[Records drawn from a dataset]

══════════════════════════════

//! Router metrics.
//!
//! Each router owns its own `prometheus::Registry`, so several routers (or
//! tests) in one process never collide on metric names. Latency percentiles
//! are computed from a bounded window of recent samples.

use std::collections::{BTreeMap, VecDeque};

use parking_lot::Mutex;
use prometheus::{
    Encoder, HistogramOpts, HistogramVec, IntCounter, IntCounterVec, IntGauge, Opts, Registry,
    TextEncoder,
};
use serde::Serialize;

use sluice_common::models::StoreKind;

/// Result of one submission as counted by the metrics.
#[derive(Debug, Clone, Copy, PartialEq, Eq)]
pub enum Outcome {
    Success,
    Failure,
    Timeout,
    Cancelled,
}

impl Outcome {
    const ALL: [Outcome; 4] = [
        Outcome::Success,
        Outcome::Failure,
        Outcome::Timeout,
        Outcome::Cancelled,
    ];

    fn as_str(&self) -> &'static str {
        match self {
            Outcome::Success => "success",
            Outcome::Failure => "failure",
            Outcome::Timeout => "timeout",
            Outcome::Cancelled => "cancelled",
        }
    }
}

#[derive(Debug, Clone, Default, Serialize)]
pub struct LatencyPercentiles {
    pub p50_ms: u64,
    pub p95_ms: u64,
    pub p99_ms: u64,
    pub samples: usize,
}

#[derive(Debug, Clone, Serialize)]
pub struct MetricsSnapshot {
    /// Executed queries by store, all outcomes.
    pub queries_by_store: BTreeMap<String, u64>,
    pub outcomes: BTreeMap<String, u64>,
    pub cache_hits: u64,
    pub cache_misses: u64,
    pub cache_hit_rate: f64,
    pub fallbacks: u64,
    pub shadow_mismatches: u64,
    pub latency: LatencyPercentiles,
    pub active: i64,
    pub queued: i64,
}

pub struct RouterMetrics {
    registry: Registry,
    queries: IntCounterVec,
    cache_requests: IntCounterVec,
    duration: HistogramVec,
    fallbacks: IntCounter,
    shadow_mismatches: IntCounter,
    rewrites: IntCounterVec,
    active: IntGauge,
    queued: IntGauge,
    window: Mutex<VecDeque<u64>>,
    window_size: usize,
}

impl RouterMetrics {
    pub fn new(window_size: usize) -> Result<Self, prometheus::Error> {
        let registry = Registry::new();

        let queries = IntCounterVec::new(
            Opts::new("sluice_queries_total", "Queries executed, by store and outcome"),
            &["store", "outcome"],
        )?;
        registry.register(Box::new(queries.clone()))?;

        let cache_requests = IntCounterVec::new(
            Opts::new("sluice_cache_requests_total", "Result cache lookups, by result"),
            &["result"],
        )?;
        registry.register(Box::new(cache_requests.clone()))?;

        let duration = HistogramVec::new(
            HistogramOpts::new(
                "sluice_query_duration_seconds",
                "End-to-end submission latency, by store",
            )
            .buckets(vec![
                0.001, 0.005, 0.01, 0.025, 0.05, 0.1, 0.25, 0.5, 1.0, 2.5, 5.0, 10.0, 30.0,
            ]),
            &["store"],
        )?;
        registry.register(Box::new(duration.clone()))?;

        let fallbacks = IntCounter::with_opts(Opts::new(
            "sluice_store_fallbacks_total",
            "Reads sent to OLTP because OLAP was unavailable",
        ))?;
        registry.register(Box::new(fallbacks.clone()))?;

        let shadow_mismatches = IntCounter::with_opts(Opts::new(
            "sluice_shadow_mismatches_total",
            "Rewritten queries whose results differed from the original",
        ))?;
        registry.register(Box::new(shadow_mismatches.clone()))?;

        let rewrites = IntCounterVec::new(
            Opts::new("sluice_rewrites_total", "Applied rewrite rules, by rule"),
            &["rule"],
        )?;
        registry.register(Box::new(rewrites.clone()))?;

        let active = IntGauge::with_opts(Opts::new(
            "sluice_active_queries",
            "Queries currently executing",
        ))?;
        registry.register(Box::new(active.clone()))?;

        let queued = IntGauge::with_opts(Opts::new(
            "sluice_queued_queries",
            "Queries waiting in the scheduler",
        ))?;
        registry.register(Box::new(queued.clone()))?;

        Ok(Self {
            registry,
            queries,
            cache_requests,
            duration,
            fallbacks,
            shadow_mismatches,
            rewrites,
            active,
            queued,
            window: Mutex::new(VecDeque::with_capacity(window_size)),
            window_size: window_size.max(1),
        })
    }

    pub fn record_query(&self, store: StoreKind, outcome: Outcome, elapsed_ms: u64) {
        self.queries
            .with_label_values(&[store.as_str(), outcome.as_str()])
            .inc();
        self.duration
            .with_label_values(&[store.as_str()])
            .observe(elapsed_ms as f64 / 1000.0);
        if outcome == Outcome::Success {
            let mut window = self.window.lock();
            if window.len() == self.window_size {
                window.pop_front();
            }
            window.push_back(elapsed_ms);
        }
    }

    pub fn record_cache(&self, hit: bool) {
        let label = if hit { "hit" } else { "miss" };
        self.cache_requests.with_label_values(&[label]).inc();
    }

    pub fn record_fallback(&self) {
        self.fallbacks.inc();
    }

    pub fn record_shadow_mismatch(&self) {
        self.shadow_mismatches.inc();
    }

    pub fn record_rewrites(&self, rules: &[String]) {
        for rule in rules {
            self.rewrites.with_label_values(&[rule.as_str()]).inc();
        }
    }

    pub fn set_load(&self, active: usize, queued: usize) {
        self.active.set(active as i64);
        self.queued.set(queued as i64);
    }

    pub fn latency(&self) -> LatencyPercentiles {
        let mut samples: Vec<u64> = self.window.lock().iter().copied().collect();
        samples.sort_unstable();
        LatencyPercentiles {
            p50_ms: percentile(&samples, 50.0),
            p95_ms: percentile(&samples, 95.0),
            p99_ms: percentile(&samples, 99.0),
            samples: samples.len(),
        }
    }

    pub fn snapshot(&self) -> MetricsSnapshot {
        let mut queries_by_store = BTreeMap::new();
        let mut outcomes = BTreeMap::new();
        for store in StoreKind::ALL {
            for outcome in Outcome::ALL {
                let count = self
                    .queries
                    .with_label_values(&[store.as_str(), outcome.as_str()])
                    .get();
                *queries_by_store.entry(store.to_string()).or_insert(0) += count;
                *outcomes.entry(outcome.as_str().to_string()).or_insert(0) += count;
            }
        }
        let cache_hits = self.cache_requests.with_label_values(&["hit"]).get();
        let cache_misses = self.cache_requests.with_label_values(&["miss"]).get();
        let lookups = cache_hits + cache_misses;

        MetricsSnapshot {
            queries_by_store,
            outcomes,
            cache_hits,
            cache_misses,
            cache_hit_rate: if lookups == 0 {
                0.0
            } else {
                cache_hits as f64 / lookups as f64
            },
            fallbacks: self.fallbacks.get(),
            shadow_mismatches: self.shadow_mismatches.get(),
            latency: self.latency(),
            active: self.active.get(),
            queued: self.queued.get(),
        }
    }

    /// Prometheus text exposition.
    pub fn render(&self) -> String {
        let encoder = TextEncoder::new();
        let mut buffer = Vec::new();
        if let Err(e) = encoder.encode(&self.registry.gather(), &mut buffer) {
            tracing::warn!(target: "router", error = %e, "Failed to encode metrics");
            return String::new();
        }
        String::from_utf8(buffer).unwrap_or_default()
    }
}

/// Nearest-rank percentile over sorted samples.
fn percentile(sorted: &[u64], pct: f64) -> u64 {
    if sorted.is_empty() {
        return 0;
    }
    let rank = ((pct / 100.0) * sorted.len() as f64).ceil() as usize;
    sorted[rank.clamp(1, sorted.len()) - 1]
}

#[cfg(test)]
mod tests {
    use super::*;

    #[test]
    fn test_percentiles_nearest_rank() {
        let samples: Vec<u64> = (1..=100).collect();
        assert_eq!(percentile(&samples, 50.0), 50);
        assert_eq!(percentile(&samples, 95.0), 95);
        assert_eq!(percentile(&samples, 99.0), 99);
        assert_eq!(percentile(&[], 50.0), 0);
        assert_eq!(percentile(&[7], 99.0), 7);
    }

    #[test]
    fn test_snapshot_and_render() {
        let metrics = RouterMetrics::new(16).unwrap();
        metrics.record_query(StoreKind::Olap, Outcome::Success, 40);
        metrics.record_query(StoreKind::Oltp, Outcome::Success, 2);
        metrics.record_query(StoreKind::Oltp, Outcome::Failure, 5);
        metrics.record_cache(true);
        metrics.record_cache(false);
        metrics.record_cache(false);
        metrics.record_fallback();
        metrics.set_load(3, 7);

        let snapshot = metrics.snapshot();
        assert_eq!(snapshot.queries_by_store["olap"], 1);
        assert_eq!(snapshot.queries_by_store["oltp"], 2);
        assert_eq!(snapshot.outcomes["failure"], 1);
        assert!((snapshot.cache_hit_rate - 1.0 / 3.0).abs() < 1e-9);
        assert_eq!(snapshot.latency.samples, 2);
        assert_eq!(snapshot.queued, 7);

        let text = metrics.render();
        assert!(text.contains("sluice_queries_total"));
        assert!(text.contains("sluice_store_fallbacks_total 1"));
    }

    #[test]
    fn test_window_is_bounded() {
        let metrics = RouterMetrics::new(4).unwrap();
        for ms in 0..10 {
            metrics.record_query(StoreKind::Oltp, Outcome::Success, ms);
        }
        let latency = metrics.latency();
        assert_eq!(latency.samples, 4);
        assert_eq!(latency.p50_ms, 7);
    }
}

══════════════════════════════

◆ REQUIRED ACTION ◆
Extract from the data every line where "BTreeMap" shows up.

◆ SOLUTION BELOW ◆
use std::collections::{BTreeMap, VecDeque};
    pub queries_by_store: BTreeMap<String, u64>,
    pub outcomes: BTreeMap<String, u64>,
        let mut queries_by_store = BTreeMap::new();
        let mut outcomes = BTreeMap::new();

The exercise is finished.